EXERCISE GOAL:
If a line of the data contains the word "serde", it is counted; report how many such lines there are and nothing else.

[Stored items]
▬▬▬▬▬▬

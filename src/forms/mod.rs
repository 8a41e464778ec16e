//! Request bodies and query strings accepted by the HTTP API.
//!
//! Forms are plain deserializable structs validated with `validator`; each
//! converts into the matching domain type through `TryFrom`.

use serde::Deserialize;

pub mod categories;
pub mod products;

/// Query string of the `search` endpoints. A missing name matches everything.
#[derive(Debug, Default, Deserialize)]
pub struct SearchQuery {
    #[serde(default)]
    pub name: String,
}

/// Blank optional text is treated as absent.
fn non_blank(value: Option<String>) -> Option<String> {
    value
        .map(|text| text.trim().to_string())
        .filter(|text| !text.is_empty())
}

▬▬▬▬▬▬

TASK SOLUTION:
2